Extracted data entries:
_ _ _ _ _

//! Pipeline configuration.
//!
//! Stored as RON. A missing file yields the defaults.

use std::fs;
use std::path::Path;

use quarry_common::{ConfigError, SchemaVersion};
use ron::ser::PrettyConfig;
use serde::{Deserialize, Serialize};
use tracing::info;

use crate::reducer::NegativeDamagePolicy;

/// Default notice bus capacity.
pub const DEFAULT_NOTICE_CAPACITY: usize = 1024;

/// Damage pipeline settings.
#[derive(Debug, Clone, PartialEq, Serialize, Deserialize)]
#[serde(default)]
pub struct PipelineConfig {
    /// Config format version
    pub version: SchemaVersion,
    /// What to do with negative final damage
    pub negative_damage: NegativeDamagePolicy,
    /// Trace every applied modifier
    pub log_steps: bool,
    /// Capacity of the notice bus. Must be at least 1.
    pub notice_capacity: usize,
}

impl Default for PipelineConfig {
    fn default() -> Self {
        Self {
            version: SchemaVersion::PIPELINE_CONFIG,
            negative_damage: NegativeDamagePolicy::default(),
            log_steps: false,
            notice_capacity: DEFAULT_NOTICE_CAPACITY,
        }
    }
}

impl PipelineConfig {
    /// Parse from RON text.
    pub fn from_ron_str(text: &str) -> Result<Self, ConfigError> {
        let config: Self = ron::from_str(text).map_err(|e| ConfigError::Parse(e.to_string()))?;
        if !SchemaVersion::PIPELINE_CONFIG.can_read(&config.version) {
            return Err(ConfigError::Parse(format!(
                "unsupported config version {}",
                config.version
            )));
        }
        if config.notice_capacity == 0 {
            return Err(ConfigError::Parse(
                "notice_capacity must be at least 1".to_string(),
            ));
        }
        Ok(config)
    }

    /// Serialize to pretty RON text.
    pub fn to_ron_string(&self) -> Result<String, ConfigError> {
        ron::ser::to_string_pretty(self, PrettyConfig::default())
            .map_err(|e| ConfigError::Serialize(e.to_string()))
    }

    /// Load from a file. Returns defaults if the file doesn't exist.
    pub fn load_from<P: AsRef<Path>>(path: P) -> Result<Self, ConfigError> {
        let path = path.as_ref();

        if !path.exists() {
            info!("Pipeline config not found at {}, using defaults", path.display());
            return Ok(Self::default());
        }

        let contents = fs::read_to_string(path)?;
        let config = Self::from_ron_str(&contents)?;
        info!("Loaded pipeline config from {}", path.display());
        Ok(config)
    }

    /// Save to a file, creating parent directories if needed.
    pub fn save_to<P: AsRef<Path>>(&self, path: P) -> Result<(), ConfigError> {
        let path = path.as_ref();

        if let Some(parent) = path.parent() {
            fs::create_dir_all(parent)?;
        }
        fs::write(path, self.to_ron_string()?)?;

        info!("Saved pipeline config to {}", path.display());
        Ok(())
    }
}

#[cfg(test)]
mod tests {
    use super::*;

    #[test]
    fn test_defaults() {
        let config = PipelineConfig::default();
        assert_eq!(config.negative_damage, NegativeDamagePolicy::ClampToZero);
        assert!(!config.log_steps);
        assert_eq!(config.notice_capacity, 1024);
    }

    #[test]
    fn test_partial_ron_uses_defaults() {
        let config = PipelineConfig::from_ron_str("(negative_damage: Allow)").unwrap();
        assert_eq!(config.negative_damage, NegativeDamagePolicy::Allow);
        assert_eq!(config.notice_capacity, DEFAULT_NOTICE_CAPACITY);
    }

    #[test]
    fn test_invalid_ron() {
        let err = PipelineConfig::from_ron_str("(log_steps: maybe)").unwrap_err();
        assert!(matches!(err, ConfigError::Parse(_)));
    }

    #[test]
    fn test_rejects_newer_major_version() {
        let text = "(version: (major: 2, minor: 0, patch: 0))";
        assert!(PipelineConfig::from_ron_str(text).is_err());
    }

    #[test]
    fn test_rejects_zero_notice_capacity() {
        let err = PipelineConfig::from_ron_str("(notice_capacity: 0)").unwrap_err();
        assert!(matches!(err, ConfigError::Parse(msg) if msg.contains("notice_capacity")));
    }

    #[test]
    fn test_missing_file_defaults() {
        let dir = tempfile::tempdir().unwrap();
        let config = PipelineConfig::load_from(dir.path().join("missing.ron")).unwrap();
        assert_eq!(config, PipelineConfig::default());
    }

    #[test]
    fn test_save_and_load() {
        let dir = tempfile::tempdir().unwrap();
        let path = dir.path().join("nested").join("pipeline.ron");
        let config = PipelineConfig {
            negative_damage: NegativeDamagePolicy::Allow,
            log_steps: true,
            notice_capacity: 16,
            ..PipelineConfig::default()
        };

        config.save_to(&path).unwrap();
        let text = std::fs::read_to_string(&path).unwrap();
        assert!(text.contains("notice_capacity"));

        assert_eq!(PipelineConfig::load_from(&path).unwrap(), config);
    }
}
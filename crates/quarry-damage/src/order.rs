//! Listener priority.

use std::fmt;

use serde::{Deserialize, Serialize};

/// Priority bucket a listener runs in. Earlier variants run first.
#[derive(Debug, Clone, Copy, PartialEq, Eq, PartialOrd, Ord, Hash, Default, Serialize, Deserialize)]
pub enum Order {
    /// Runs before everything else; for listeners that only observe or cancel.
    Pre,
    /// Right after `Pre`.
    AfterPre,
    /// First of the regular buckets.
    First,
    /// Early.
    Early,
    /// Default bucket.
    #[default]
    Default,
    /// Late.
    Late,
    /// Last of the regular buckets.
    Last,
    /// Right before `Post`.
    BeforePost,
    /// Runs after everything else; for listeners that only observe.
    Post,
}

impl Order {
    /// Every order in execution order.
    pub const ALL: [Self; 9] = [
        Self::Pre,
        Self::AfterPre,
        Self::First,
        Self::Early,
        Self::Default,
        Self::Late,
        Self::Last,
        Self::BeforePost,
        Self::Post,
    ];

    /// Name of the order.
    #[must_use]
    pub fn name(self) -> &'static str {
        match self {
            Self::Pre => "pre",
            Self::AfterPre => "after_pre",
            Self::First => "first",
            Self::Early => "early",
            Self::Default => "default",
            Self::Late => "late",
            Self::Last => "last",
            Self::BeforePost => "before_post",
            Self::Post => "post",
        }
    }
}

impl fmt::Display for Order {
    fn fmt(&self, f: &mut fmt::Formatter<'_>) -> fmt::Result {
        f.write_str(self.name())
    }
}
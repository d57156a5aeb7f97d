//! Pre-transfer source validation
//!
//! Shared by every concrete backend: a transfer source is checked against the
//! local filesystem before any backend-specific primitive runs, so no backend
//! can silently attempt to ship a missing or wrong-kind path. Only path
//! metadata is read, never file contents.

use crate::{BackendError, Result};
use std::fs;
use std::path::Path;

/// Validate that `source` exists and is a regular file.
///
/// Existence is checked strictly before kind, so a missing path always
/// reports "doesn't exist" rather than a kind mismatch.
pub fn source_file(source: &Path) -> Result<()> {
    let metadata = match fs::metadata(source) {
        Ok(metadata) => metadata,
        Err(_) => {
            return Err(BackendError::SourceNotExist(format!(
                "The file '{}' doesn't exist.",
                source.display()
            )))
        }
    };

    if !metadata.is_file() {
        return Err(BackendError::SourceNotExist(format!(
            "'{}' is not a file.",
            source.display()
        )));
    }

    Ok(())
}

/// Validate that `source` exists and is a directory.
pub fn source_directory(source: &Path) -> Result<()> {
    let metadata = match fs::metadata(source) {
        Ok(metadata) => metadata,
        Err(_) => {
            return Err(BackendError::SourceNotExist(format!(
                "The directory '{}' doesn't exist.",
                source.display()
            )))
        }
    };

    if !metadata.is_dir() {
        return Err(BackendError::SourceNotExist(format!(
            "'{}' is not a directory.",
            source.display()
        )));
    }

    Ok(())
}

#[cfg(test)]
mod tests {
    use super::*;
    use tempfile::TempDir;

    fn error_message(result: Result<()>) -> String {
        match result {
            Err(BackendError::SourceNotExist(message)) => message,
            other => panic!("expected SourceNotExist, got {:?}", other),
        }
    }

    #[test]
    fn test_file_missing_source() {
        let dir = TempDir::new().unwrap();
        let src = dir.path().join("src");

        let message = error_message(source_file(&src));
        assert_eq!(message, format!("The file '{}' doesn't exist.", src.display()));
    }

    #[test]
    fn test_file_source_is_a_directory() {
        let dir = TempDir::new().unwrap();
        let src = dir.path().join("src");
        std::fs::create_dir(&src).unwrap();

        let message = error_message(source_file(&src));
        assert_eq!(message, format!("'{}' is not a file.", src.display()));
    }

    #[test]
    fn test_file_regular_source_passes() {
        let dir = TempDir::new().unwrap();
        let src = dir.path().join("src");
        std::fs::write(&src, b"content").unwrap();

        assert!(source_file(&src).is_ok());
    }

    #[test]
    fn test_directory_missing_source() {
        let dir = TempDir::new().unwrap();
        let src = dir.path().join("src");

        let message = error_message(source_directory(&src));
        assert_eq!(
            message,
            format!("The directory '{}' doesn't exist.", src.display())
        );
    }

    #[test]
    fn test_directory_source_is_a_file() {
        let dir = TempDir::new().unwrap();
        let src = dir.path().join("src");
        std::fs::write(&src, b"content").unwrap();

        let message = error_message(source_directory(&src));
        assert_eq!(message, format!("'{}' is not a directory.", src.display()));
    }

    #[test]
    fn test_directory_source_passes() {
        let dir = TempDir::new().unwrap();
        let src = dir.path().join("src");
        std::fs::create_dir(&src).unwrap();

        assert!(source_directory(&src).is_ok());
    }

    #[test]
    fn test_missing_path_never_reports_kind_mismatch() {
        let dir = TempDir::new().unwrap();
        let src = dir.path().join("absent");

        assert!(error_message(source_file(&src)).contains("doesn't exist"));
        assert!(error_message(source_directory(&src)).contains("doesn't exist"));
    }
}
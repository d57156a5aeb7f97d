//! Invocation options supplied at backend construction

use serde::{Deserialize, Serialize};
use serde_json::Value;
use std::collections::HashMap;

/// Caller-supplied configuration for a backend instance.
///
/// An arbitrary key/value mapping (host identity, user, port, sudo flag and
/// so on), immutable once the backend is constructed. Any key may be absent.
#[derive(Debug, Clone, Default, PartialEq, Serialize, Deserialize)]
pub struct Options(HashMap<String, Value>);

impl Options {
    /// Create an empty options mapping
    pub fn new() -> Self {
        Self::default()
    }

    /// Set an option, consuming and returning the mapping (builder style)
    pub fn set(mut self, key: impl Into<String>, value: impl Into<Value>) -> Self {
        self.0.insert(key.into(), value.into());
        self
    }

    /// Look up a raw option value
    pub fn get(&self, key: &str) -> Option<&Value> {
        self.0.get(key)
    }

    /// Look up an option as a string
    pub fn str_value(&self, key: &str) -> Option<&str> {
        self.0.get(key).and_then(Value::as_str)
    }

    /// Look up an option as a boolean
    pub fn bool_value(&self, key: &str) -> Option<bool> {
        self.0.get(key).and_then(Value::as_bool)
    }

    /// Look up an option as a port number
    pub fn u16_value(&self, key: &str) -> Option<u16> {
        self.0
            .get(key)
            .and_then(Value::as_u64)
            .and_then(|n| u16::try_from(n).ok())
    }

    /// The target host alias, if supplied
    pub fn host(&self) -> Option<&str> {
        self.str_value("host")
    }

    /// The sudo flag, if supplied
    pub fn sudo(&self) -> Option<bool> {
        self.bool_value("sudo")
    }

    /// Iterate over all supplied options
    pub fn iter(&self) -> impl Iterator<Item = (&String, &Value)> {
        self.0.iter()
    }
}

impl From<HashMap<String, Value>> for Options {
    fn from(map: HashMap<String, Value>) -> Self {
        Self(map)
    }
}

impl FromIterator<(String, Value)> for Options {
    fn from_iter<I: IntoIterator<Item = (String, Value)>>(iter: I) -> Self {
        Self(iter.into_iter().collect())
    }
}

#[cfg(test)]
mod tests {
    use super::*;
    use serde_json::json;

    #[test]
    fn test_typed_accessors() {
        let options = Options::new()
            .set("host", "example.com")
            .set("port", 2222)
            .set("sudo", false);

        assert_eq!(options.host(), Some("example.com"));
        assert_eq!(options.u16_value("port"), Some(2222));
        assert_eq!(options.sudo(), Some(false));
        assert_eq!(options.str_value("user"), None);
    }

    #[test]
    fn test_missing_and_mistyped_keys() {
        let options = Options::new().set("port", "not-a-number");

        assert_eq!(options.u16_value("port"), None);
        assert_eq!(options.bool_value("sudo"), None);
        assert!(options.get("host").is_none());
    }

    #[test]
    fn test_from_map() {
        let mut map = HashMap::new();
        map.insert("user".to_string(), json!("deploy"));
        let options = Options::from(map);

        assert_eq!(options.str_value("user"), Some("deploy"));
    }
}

_ _ _ _ _

→ ASSIGNMENT: Starting with the first line of the entries and ending with the line that has "ron::ser::to_string_pretty(self, PrettyConfig::default())", copy each line exactly and add nothing.

→ TASK SOLUTION:
//! Pipeline configuration.
//!
//! Stored as RON. A missing file yields the defaults.

use std::fs;
use std::path::Path;

use quarry_common::{ConfigError, SchemaVersion};
use ron::ser::PrettyConfig;
use serde::{Deserialize, Serialize};
use tracing::info;

use crate::reducer::NegativeDamagePolicy;

/// Default notice bus capacity.
pub const DEFAULT_NOTICE_CAPACITY: usize = 1024;

/// Damage pipeline settings.
#[derive(Debug, Clone, PartialEq, Serialize, Deserialize)]
#[serde(default)]
pub struct PipelineConfig {
    /// Config format version
    pub version: SchemaVersion,
    /// What to do with negative final damage
    pub negative_damage: NegativeDamagePolicy,
    /// Trace every applied modifier
    pub log_steps: bool,
    /// Capacity of the notice bus. Must be at least 1.
    pub notice_capacity: usize,
}

impl Default for PipelineConfig {
    fn default() -> Self {
        Self {
            version: SchemaVersion::PIPELINE_CONFIG,
            negative_damage: NegativeDamagePolicy::default(),
            log_steps: false,
            notice_capacity: DEFAULT_NOTICE_CAPACITY,
        }
    }
}

impl PipelineConfig {
    /// Parse from RON text.
    pub fn from_ron_str(text: &str) -> Result<Self, ConfigError> {
        let config: Self = ron::from_str(text).map_err(|e| ConfigError::Parse(e.to_string()))?;
        if !SchemaVersion::PIPELINE_CONFIG.can_read(&config.version) {
            return Err(ConfigError::Parse(format!(
                "unsupported config version {}",
                config.version
            )));
        }
        if config.notice_capacity == 0 {
            return Err(ConfigError::Parse(
                "notice_capacity must be at least 1".to_string(),
            ));
        }
        Ok(config)
    }

    /// Serialize to pretty RON text.
    pub fn to_ron_string(&self) -> Result<String, ConfigError> {
        ron::ser::to_string_pretty(self, PrettyConfig::default())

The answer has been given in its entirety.